Basket stars are found to reside on soft, cold water-corals such as the Nephtheidae soft corals at depths ranging from 25m to 1317m, especially on the Labrador, Newfoundland and Baffin Bay shelves. However low relative co-occurrence ranges (4%-54%) suggest that soft corals are not a necessary basket star habitat.

== Anatomy and morphology ==
Basket stars have extensively branched arms made of a complex system of tissues and muscles. These arms are capable of regeneration, which is a characteristic that likely evolved as a response to frequent breaks of their long, thin, and fragile arms.

Genera in Euryalida typically have thick skin and possess lateral arm plates but rarely have ventral arm plates or dorsal arm plates. The genus Astrobrachion is set apart by having small ventral plates separated from the lateral arm by a supportive dermal tissue layer.

The length of arm spines on Astrobrachion is the same length as the corresponding arm segment, like its sister genus Squamophis. These two genera, therefore, have the shortest spines in the Asteroschematidae family.

Astrobrachion adhaerens has longitudinal stripes while its sister species A. constrictum has transverse color banding on the arms. Both species vary from red to yellowish-white in color.

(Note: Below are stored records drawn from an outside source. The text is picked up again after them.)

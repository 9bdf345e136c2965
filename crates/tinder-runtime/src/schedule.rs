//! Cancellable frame scheduling

/// Identifies one requested frame callback
#[derive(Clone, Copy, Debug, PartialEq, Eq)]
pub struct FrameTicket(u64);

/// Holds at most one pending frame request.
///
/// The host asks `is_scheduled()` before requesting a redraw; the loop
/// consumes the ticket at the top of each frame and only schedules the
/// next one while running.
#[derive(Debug, Default)]
pub struct FrameScheduler {
    pending: Option<FrameTicket>,
    next_id: u64,
}

impl FrameScheduler {
    pub fn new() -> Self {
        Self::default()
    }

    /// Request the next frame, replacing any pending request
    pub fn schedule(&mut self) -> FrameTicket {
        self.next_id += 1;
        let ticket = FrameTicket(self.next_id);
        self.pending = Some(ticket);
        ticket
    }

    /// Drop the pending request, returning it if there was one
    pub fn cancel(&mut self) -> Option<FrameTicket> {
        self.pending.take()
    }

    /// Consume the pending request for the frame now running
    pub fn take(&mut self) -> Option<FrameTicket> {
        self.pending.take()
    }

    pub fn is_scheduled(&self) -> bool {
        self.pending.is_some()
    }
}
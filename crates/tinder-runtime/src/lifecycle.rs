//! Round lifecycle state machine: Idle → Running → Ended.
//!
//! Transitions are methods that return `false` when they do not apply to
//! the current phase, leaving the phase untouched.

/// How a round ended
#[derive(Clone, Copy, Debug, PartialEq, Eq)]
pub enum Outcome {
    Won,
    Lost,
}

/// Current lifecycle phase
#[derive(Clone, Copy, Debug, PartialEq, Eq)]
pub enum Phase {
    /// Before start; the start overlay is showing
    Idle,
    /// Simulating and rendering every frame
    Running,
    /// Terminal; simulation frozen until restart
    Ended(Outcome),
}

#[derive(Debug)]
pub struct Lifecycle {
    phase: Phase,
    rounds_started: u32,
}

impl Default for Lifecycle {
    fn default() -> Self {
        Self::new()
    }
}

impl Lifecycle {
    pub fn new() -> Self {
        Self {
            phase: Phase::Idle,
            rounds_started: 0,
        }
    }

    pub fn phase(&self) -> Phase {
        self.phase
    }

    pub fn is_running(&self) -> bool {
        self.phase == Phase::Running
    }

    /// The outcome of the last round, if it has ended
    pub fn outcome(&self) -> Option<Outcome> {
        match self.phase {
            Phase::Ended(outcome) => Some(outcome),
            _ => None,
        }
    }

    /// Number of rounds started since creation
    pub fn rounds_started(&self) -> u32 {
        self.rounds_started
    }

    /// Idle → Running
    pub fn start(&mut self) -> bool {
        if self.phase != Phase::Idle {
            return false;
        }
        self.phase = Phase::Running;
        self.rounds_started += 1;
        true
    }

    /// Running → Ended
    pub fn end(&mut self, outcome: Outcome) -> bool {
        if self.phase != Phase::Running {
            return false;
        }
        self.phase = Phase::Ended(outcome);
        true
    }

    /// Any phase → Idle
    pub fn reset(&mut self) {
        self.phase = Phase::Idle;
    }
}
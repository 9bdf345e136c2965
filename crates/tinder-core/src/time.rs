//! Clock formatting for HUD timers

/// Format seconds as `MM:SS`. Minutes are not wrapped.
pub fn format_clock(seconds: f64) -> String {
    let total = if seconds.is_finite() { seconds.max(0.0) } else { 0.0 };
    let minutes = (total / 60.0).floor() as u64;
    let secs = (total % 60.0).floor() as u64;
    format!("{:02}:{:02}", minutes, secs)
}

#[cfg(test)]
mod tests {
    use super::*;

    #[test]
    fn test_format_clock() {
        assert_eq!(format_clock(0.0), "00:00");
        assert_eq!(format_clock(9.99), "00:09");
        assert_eq!(format_clock(125.0), "02:05");
        assert_eq!(format_clock(6000.0), "100:00");
    }

    #[test]
    fn test_negative_is_zero() {
        assert_eq!(format_clock(-3.0), "00:00");
        assert_eq!(format_clock(f64::NAN), "00:00");
    }
}
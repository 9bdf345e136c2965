//! Frame clock with stall clamping

/// Upper bound on a single frame's delta, in seconds
pub const MAX_FRAME_DT: f64 = 0.05;

/// Tracks frame deltas from host-supplied timestamps (seconds)
pub struct FrameClock {
    /// Accumulated simulation time in seconds (sum of clamped deltas)
    pub total_time: f64,
    /// Clamped time since last frame in seconds
    pub delta_time: f64,
    /// Upper bound applied to every delta
    pub max_delta: f64,
    /// Timestamp of the previous frame
    last: Option<f64>,
}

impl Default for FrameClock {
    fn default() -> Self {
        Self {
            total_time: 0.0,
            delta_time: 0.0,
            max_delta: MAX_FRAME_DT,
            last: None,
        }
    }
}

impl FrameClock {
    pub fn new() -> Self {
        Self::default()
    }

    /// Reset to zero and take `now` as the previous frame time.
    pub fn start(&mut self, now: f64) {
        self.total_time = 0.0;
        self.delta_time = 0.0;
        self.last = Some(now);
    }

    /// Advance the clock. Call once per frame. Returns the clamped delta.
    pub fn tick(&mut self, now: f64) -> f64 {
        let elapsed = match self.last {
            Some(last) => now - last,
            None => 0.0,
        };
        self.last = Some(now);

        // Timestamps that go backwards count as a zero-length frame
        self.delta_time = elapsed.clamp(0.0, self.max_delta);
        self.total_time += self.delta_time;
        self.delta_time
    }
}
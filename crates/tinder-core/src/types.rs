//! Spatial and common types

use serde::{Deserialize, Serialize};
use std::ops::{Add, Mul, Sub};

/// A 2D vector in world units
#[derive(Clone, Copy, Debug, Default, PartialEq, Serialize, Deserialize)]
pub struct Vec2 {
    pub x: f32,
    pub y: f32,
}

impl Vec2 {
    pub const ZERO: Self = Self { x: 0.0, y: 0.0 };

    pub const fn new(x: f32, y: f32) -> Self {
        Self { x, y }
    }

    pub fn length(&self) -> f32 {
        (self.x * self.x + self.y * self.y).sqrt()
    }
}

impl Add for Vec2 {
    type Output = Self;
    fn add(self, other: Self) -> Self {
        Self {
            x: self.x + other.x,
            y: self.y + other.y,
        }
    }
}

impl Sub for Vec2 {
    type Output = Self;
    fn sub(self, other: Self) -> Self {
        Self {
            x: self.x - other.x,
            y: self.y - other.y,
        }
    }
}

impl Mul<f32> for Vec2 {
    type Output = Self;
    fn mul(self, scalar: f32) -> Self {
        Self {
            x: self.x * scalar,
            y: self.y * scalar,
        }
    }
}

/// Axis-aligned rectangle. `x,y` is the top-left corner.
#[derive(Clone, Copy, Debug, Default, PartialEq, Serialize, Deserialize)]
pub struct Rect {
    pub x: f32,
    pub y: f32,
    pub w: f32,
    pub h: f32,
}

impl Rect {
    /// Negative sizes are clamped to zero.
    pub fn new(x: f32, y: f32, w: f32, h: f32) -> Self {
        Self {
            x,
            y,
            w: w.max(0.0),
            h: h.max(0.0),
        }
    }

    pub fn from_pos_size(pos: Vec2, size: Vec2) -> Self {
        Self::new(pos.x, pos.y, size.x, size.y)
    }

    pub fn right(&self) -> f32 {
        self.x + self.w
    }

    pub fn bottom(&self) -> f32 {
        self.y + self.h
    }

    pub fn position(&self) -> Vec2 {
        Vec2::new(self.x, self.y)
    }

    /// Same rectangle shifted by `(dx, dy)`
    pub fn translated(&self, dx: f32, dy: f32) -> Self {
        Self {
            x: self.x + dx,
            y: self.y + dy,
            ..*self
        }
    }

    /// Half-open AABB intersection: touching edges do not overlap.
    pub fn overlaps(&self, other: &Rect) -> bool {
        self.x < other.right()
            && self.right() > other.x
            && self.y < other.bottom()
            && self.bottom() > other.y
    }
}

/// RGBA color
#[derive(Clone, Copy, Debug, PartialEq, Serialize, Deserialize)]
pub struct Color {
    pub r: f32,
    pub g: f32,
    pub b: f32,
    pub a: f32,
}

impl Color {
    pub const WHITE: Self = Self {
        r: 1.0,
        g: 1.0,
        b: 1.0,
        a: 1.0,
    };
    pub const BLACK: Self = Self {
        r: 0.0,
        g: 0.0,
        b: 0.0,
        a: 1.0,
    };
    pub const TRANSPARENT: Self = Self {
        r: 0.0,
        g: 0.0,
        b: 0.0,
        a: 0.0,
    };

    pub const fn new(r: f32, g: f32, b: f32, a: f32) -> Self {
        Self { r, g, b, a }
    }

    pub fn from_hex(hex: u32) -> Self {
        Self {
            r: ((hex >> 16) & 0xFF) as f32 / 255.0,
            g: ((hex >> 8) & 0xFF) as f32 / 255.0,
            b: (hex & 0xFF) as f32 / 255.0,
            a: 1.0,
        }
    }

    pub fn with_alpha(mut self, a: f32) -> Self {
        self.a = a.clamp(0.0, 1.0);
        self
    }

    /// Linear blend between `self` (t = 0) and `other` (t = 1)
    pub fn lerp(&self, other: &Color, t: f32) -> Self {
        let t = t.clamp(0.0, 1.0);
        Self {
            r: self.r + (other.r - self.r) * t,
            g: self.g + (other.g - self.g) * t,
            b: self.b + (other.b - self.b) * t,
            a: self.a + (other.a - self.a) * t,
        }
    }

    pub fn to_rgba8(&self) -> [u8; 4] {
        let q = |c: f32| (c.clamp(0.0, 1.0) * 255.0).round() as u8;
        [q(self.r), q(self.g), q(self.b), q(self.a)]
    }
}

impl Default for Color {
    fn default() -> Self {
        Self::WHITE
    }
}

#[cfg(test)]
mod tests {
    use super::*;

    #[test]
    fn test_vec2_operations() {
        let a = Vec2::new(1.0, 2.0);
        let b = Vec2::new(4.0, 6.0);
        assert_eq!(a + b, Vec2::new(5.0, 8.0));
        assert_eq!(b - a, Vec2::new(3.0, 4.0));
        assert_eq!(a * 2.0, Vec2::new(2.0, 4.0));
        assert!(((b - a).length() - 5.0).abs() < 1e-6);
    }

    #[test]
    fn test_rect_clamps_negative_size() {
        let r = Rect::new(0.0, 0.0, -3.0, 5.0);
        assert_eq!(r.w, 0.0);
        assert_eq!(r.h, 5.0);
    }

    #[test]
    fn test_overlap_symmetric() {
        let cases = [
            (Rect::new(0.0, 0.0, 10.0, 10.0), Rect::new(5.0, 5.0, 10.0, 10.0)),
            (Rect::new(0.0, 0.0, 10.0, 10.0), Rect::new(20.0, 0.0, 5.0, 5.0)),
            (Rect::new(-4.0, 3.0, 2.0, 8.0), Rect::new(-3.0, 10.0, 1.0, 1.0)),
            (Rect::new(0.0, 0.0, 10.0, 10.0), Rect::new(10.0, 0.0, 5.0, 5.0)),
        ];
        for (a, b) in cases {
            assert_eq!(a.overlaps(&b), b.overlaps(&a));
        }
    }

    #[test]
    fn test_overlap_self() {
        let r = Rect::new(3.0, -2.0, 0.5, 7.0);
        assert!(r.overlaps(&r));
    }

    #[test]
    fn test_touching_edges_do_not_overlap() {
        let a = Rect::new(0.0, 0.0, 10.0, 10.0);
        let right = Rect::new(10.0, 0.0, 10.0, 10.0);
        let below = Rect::new(0.0, 10.0, 10.0, 10.0);
        assert!(!a.overlaps(&right));
        assert!(!a.overlaps(&below));
        assert!(a.overlaps(&right.translated(-0.01, 0.0)));
    }

    #[test]
    fn test_color_from_hex() {
        let c = Color::from_hex(0x87ceeb);
        assert_eq!(c.to_rgba8(), [0x87, 0xce, 0xeb, 0xff]);
    }

    #[test]
    fn test_color_lerp_endpoints() {
        let a = Color::BLACK;
        let b = Color::WHITE;
        assert_eq!(a.lerp(&b, 0.0), a);
        assert_eq!(a.lerp(&b, 1.0), b);
        assert!((a.lerp(&b, 0.5).r - 0.5).abs() < 1e-6);
    }
}
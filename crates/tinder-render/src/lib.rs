//! Tinder Render - turns simulation state into pixels
//!
//! - `SceneRenderer` builds a back-to-front display list (`Frame`) from a
//!   platformer or runner without touching simulation state
//! - `SpritePool` maps runner arena entities to recyclable sprite handles
//! - `rasterize` fills a `Frame` into an `image::RgbaImage` on the CPU, used
//!   for the window texture and for PNG screenshots
//! - `RenderContext` owns the wgpu device and window surface

mod context;
mod frame;
mod raster;
mod scene;
mod sprites;

pub use context::RenderContext;
pub use frame::{DrawCommand, DrawItem, Frame, Layer};
pub use raster::{rasterize, rasterize_into, save_png};
pub use scene::SceneRenderer;
pub use sprites::{SpriteHandle, SpritePool};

Little is known of the reproductive system of A. adhaerens, but sexual characteristics are likely shared with closely related A. constrictum. A. constrictum are dioecious and exhibit no sexual dimorphism. They have a fused bursae and long, tubular gonads in the proximal half of their arms. Somewhat unique to reproduction within species of the Asteroschematidae family is the structure of the germinal epithelium: folding over the testes in the male and concentric tapering of the germinal epithelium in the ovaries in the female.

== Behaviour ==
Very little of A. adhaerens behavior has been observed as their hard substrate, nocturnal activities and deep water habitat hinder the observation and collection of specimens. A. adhaerens are suspension feeders that unfold their long, thin arms to feed at night.